This may be a reflection more on the circles in which I move but has anyone else noticed that social kissing has become really rather prevalent?

There was a time when you were free from the risk of kissing from all and sundry except when in close proximity to mistletoe – handshaking was fine with most people and a peck on the cheek for family members

Increasingly I find myself ambushed by enthusiastic social kissers – it’s one thing to give a good friend a hug and a quick one/two but even fairly new acquaintances seem to consider it ok to lean in for a quick double kiss

I’m progressive, I can cope with that – nice change from the British reserve and so on

But the problem is that the line between business and pleasure appears to be increasingly blurred.  It’s that time of year when there’s more work socialising – a range of drinks events, coffees and lunches, all of which now appear to put me in the firing line to be manhandled and have my personal space invaded by all and sundry

Awkward doesn’t start to touch on how I must look – you go in for a nice, comfortable, old style handshake and suddenly find someone’s face FAR too close to yours and them mid-kiss

I can’t be the only one who then gets stuck trying to decide whether to leap backwards out of range or to reluctantly join in and, as a result, finds themselves fumbling the whole thing and risking looking too enthusiastic about the process as I frantically try to catch up with the whole thing – getting the right bit of body in the right place at the right time when you’ve been surprised by the manoeuvre in the first place is not easy!

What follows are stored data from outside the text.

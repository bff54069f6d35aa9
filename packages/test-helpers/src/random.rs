use rand::distributions::Alphanumeric;
use rand::{thread_rng, Rng};
use torrust_tracker_primitives::info_hash::InfoHash;

/// Returns a random alphanumeric string of a certain size.
#[must_use]
pub fn string(size: usize) -> String {
    thread_rng().sample_iter(&Alphanumeric).take(size).map(char::from).collect()
}

#[must_use]
pub fn info_hash() -> InfoHash {
    InfoHash(thread_rng().gen())
}
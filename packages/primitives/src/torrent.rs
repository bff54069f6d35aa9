//! A torrent and its swarm.
use std::collections::BTreeMap;

use serde::{Deserialize, Serialize};

use crate::info_hash::InfoHash;
use crate::peer::{self, Peer};
use crate::{TorrentId, UnixTimestamp};

/// Peers of one collection, indexed by their composite identity.
pub type PeerMap = BTreeMap<peer::Key, Peer>;

#[derive(Serialize, Deserialize, Debug, Clone, PartialEq, Default)]
pub struct Torrent {
    pub id: TorrentId,
    #[serde(skip)]
    pub info_hash: InfoHash,
    pub active: bool,
    pub seeders: PeerMap,
    pub leechers: PeerMap,
    /// How many times the torrent has been completely downloaded.
    pub snatches: u64,
    pub up_multiplier: f64,
    pub down_multiplier: f64,
    pub last_action: UnixTimestamp,
}

impl Torrent {
    #[must_use]
    pub fn new(id: TorrentId, info_hash: InfoHash) -> Self {
        Self {
            id,
            info_hash,
            active: true,
            up_multiplier: 1.0,
            down_multiplier: 1.0,
            ..Default::default()
        }
    }

    /// Puts the peer in the collection its remaining bytes imply and takes it
    /// out of the other one.
    pub fn upsert_peer(&mut self, peer: Peer) {
        let key = peer.key();

        if peer.is_seeder() {
            self.leechers.remove(&key);
            self.seeders.insert(key, peer);
        } else {
            self.seeders.remove(&key);
            self.leechers.insert(key, peer);
        }
    }

    pub fn remove_peer(&mut self, key: &peer::Key) -> Option<Peer> {
        self.seeders.remove(key).or_else(|| self.leechers.remove(key))
    }

    #[must_use]
    pub fn peer_count(&self) -> usize {
        self.seeders.len() + self.leechers.len()
    }
}
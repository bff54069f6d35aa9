//! Unique identifiers for test fixtures.
//!
//! Each generator is a process-wide counter, so ids never repeat within a
//! test binary even when tests run on parallel threads.
use std::sync::atomic::{AtomicU64, Ordering};

use torrust_tracker_primitives::{TorrentId, UserId};

static NEXT_TORRENT_ID: AtomicU64 = AtomicU64::new(1);
static NEXT_USER_ID: AtomicU64 = AtomicU64::new(1);
static NEXT_PEER_ID: AtomicU64 = AtomicU64::new(1);

#[must_use]
pub fn torrent_id() -> TorrentId {
    NEXT_TORRENT_ID.fetch_add(1, Ordering::Relaxed)
}

#[must_use]
pub fn user_id() -> UserId {
    NEXT_USER_ID.fetch_add(1, Ordering::Relaxed)
}

/// A peer id in the format clients send, padded to 20 bytes.
#[must_use]
pub fn peer_id() -> String {
    format!("-TP0001-{:012}", NEXT_PEER_ID.fetch_add(1, Ordering::Relaxed))
}
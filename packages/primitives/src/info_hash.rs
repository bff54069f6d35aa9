use std::panic::Location;

use thiserror::Error;

pub const INFO_HASH_BYTES_LEN: usize = 20;

/// `BitTorrent` Info Hash v1
#[derive(PartialEq, Eq, PartialOrd, Ord, Hash, Clone, Copy, Default, Debug)]
pub struct InfoHash(pub [u8; INFO_HASH_BYTES_LEN]);

impl std::fmt::Display for InfoHash {
    fn fmt(&self, f: &mut std::fmt::Formatter<'_>) -> std::fmt::Result {
        let mut chars = [0u8; INFO_HASH_BYTES_LEN * 2];
        binascii::bin2hex(&self.0, &mut chars).map_err(|_| std::fmt::Error)?;
        f.write_str(std::str::from_utf8(&chars).map_err(|_| std::fmt::Error)?)
    }
}

/// Error returned when a string is not a 40 char hex info hash.
#[derive(Error, Debug, Clone, PartialEq, Eq)]
#[error("invalid info hash `{value}`, {location}")]
pub struct InfoHashParseError {
    location: &'static Location<'static>,
    value: String,
}

impl std::str::FromStr for InfoHash {
    type Err = InfoHashParseError;

    #[track_caller]
    fn from_str(s: &str) -> Result<Self, Self::Err> {
        let mut info_hash = Self::default();

        if s.len() != INFO_HASH_BYTES_LEN * 2 || binascii::hex2bin(s.as_bytes(), &mut info_hash.0).is_err() {
            return Err(InfoHashParseError {
                location: Location::caller(),
                value: s.to_owned(),
            });
        }

        Ok(info_hash)
    }
}

impl From<[u8; INFO_HASH_BYTES_LEN]> for InfoHash {
    fn from(bytes: [u8; INFO_HASH_BYTES_LEN]) -> Self {
        Self(bytes)
    }
}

I’ve tried proffering a very outstretched hand for a handshake whilst leaning back as far as I can, only to discover some chaps are so enthusiastic about social kissing they sort of us your arm to pull you in closer and you find yourself holding hands awkwardly as they lunge towards your cheek

Was there a memo sent around explaining that The New Thing in professional circles is to get up close and personal?

Has my new cologne made me devastating attractive to the opposite sex? (here’s where I admit I’m ‘borrowing’ Mr M’s having run out and there still being a few weeks to run until Christmas…)

Or is it just that social kissing is spreading like a nasty sort of mould?

As Littler would say ‘kissy wissy’ or rather not?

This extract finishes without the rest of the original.